_TASK TO CARRY OUT_
Every line below that mentions the word "return" should be copied out.

(Saved entries)

══════

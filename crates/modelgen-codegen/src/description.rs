//! Entity description input model.
//!
//! A description file is a JSON object mapping field names to type tags,
//! single-element arrays of a tag, or nested objects (anonymous embedded
//! structures). Declaration order is preserved and duplicate keys within one
//! mapping level are rejected during deserialization.

use serde::de::{self, Deserialize, Deserializer, MapAccess, SeqAccess, Visitor};
use std::fmt;

/// One entity description: an ordered field map.
#[derive(Debug, Clone, Default, PartialEq)]
pub struct Description {
    pub fields: Vec<(String, FieldDecl)>,
}

/// The declared shape of one field.
#[derive(Debug, Clone, PartialEq)]
pub enum FieldDecl {
    /// A scalar type tag, e.g. `"Int"`, `"@String!"`, `"Comment"`.
    Tag(String),
    /// A list-of declaration: a single-element array holding the element tag.
    List(String),
    /// An inline embedded structure with no identity of its own.
    Embedded(Description),
}

impl Description {
    pub fn is_empty(&self) -> bool {
        self.fields.is_empty()
    }

    /// Look up a field by name.
    pub fn get(&self, name: &str) -> Option<&FieldDecl> {
        self.fields
            .iter()
            .find_map(|(n, decl)| (n == name).then_some(decl))
    }
}

impl<'de> Deserialize<'de> for Description {
    fn deserialize<D>(deserializer: D) -> Result<Self, D::Error>
    where
        D: Deserializer<'de>,
    {
        deserializer.deserialize_map(DescriptionVisitor)
    }
}

struct DescriptionVisitor;

impl<'de> Visitor<'de> for DescriptionVisitor {
    type Value = Description;

    fn expecting(&self, f: &mut fmt::Formatter<'_>) -> fmt::Result {
        f.write_str("an object mapping field names to type declarations")
    }

    fn visit_map<A>(self, mut map: A) -> Result<Description, A::Error>
    where
        A: MapAccess<'de>,
    {
        let mut fields: Vec<(String, FieldDecl)> = Vec::new();
        while let Some(key) = map.next_key::<String>()? {
            if fields.iter().any(|(name, _)| *name == key) {
                return Err(de::Error::custom(format!("duplicate field \"{key}\"")));
            }
            let decl = map.next_value::<FieldDecl>()?;
            fields.push((key, decl));
        }
        Ok(Description { fields })
    }
}

impl<'de> Deserialize<'de> for FieldDecl {
    fn deserialize<D>(deserializer: D) -> Result<Self, D::Error>
    where
        D: Deserializer<'de>,
    {
        deserializer.deserialize_any(FieldDeclVisitor)
    }
}

struct FieldDeclVisitor;

impl<'de> Visitor<'de> for FieldDeclVisitor {
    type Value = FieldDecl;

    fn expecting(&self, f: &mut fmt::Formatter<'_>) -> fmt::Result {
        f.write_str("a type tag string, a single-element array, or a nested object")
    }

    fn visit_str<E>(self, value: &str) -> Result<FieldDecl, E>
    where
        E: de::Error,
    {
        Ok(FieldDecl::Tag(value.to_string()))
    }

    fn visit_seq<A>(self, mut seq: A) -> Result<FieldDecl, A::Error>
    where
        A: SeqAccess<'de>,
    {
        let element: String = seq
            .next_element()?
            .ok_or_else(|| de::Error::custom("list field must declare an element type"))?;
        if seq.next_element::<serde_json::Value>()?.is_some() {
            return Err(de::Error::custom(
                "list field must declare exactly one element type",
            ));
        }
        Ok(FieldDecl::List(element))
    }

    fn visit_map<A>(self, map: A) -> Result<FieldDecl, A::Error>
    where
        A: MapAccess<'de>,
    {
        DescriptionVisitor.visit_map(map).map(FieldDecl::Embedded)
    }
}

══════

_ANSWER BELOW_
                return Err(de::Error::custom(format!("duplicate field \"{key}\"")));
            return Err(de::Error::custom(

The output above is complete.